[WHAT TO DO]
Each record should be written out exactly as it stands.
======== PROVIDED RECORDS
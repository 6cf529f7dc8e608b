//! Error types for sysfs PCI access

use std::io;
use thiserror::Error;

/// sysfs backend errors
#[derive(Debug, Error)]
pub enum SysfsError {
    /// Malformed PCI address
    #[error("Invalid PCI address '{0}' (expected <domain>:<bus>:<slot>.<func>)")]
    InvalidAddress(String),

    /// Device directory does not exist
    #[error("PCI device not found: {0}")]
    DeviceNotFound(String),

    /// Failed to open a sysfs file
    #[error("Failed to open '{path}': {source}")]
    Open {
        path: String,
        #[source]
        source: io::Error,
    },

    /// Failed to read sysfs attribute
    #[error("Failed to read sysfs attribute '{path}': {source}")]
    SysfsRead {
        path: String,
        #[source]
        source: io::Error,
    },

    /// Failed to parse sysfs attribute
    #[error("Failed to parse sysfs attribute '{path}': {value}")]
    SysfsParse { path: String, value: String },

    /// Config space access failed
    #[error("Config space access at {offset:#x} failed: {source}")]
    Config {
        offset: u16,
        #[source]
        source: io::Error,
    },

    /// Mapping a BAR failed
    #[error("Failed to map '{path}': {source}")]
    MemoryMap {
        path: String,
        #[source]
        source: io::Error,
    },

    /// Unbinding the kernel driver failed
    #[error("Failed to unbind driver from {dev}: {source}")]
    Unbind {
        dev: String,
        #[source]
        source: io::Error,
    },

    /// Missing required parameter
    #[error("Missing required parameter: {0}")]
    MissingParameter(&'static str),

    /// Invalid parameter value
    #[error("Invalid parameter '{name}': {message}")]
    InvalidParameter { name: &'static str, message: String },

    /// Operation not available on this platform
    #[error("Not supported: {0}")]
    NotSupported(&'static str),

    /// Error from the access layer
    #[error(transparent)]
    Core(#[from] xhcfw_core::Error),
}

/// Result type for sysfs operations
pub type Result<T> = std::result::Result<T, SysfsError>;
================
[EXERCISE RESULT]
repository 6cf529f7dc8e608b
//! Error types for sysfs PCI access

use std::io;
use thiserror::Error;

/// sysfs backend errors
#[derive(Debug, Error)]
pub enum SysfsError {
    /// Malformed PCI address
    #[error("Invalid PCI address '{0}' (expected <domain>:<bus>:<slot>.<func>)")]
    InvalidAddress(String),

    /// Device directory does not exist
    #[error("PCI device not found: {0}")]
    DeviceNotFound(String),

    /// Failed to open a sysfs file
    #[error("Failed to open '{path}': {source}")]
    Open {
        path: String,
        #[source]
        source: io::Error,
    },

    /// Failed to read sysfs attribute
    #[error("Failed to read sysfs attribute '{path}': {source}")]
    SysfsRead {
        path: String,
        #[source]
        source: io::Error,
    },

    /// Failed to parse sysfs attribute
    #[error("Failed to parse sysfs attribute '{path}': {value}")]
    SysfsParse { path: String, value: String },

    /// Config space access failed
    #[error("Config space access at {offset:#x} failed: {source}")]
    Config {
        offset: u16,
        #[source]
        source: io::Error,
    },

    /// Mapping a BAR failed
    #[error("Failed to map '{path}': {source}")]
    MemoryMap {
        path: String,
        #[source]
        source: io::Error,
    },

    /// Unbinding the kernel driver failed
    #[error("Failed to unbind driver from {dev}: {source}")]
    Unbind {
        dev: String,
        #[source]
        source: io::Error,
    },

    /// Missing required parameter
    #[error("Missing required parameter: {0}")]
    MissingParameter(&'static str),

    /// Invalid parameter value
    #[error("Invalid parameter '{name}': {message}")]
    InvalidParameter { name: &'static str, message: String },

    /// Operation not available on this platform
    #[error("Not supported: {0}")]
    NotSupported(&'static str),

    /// Error from the access layer
    #[error(transparent)]
    Core(#[from] xhcfw_core::Error),
}

/// Result type for sysfs operations
pub type Result<T> = std::result::Result<T, SysfsError>;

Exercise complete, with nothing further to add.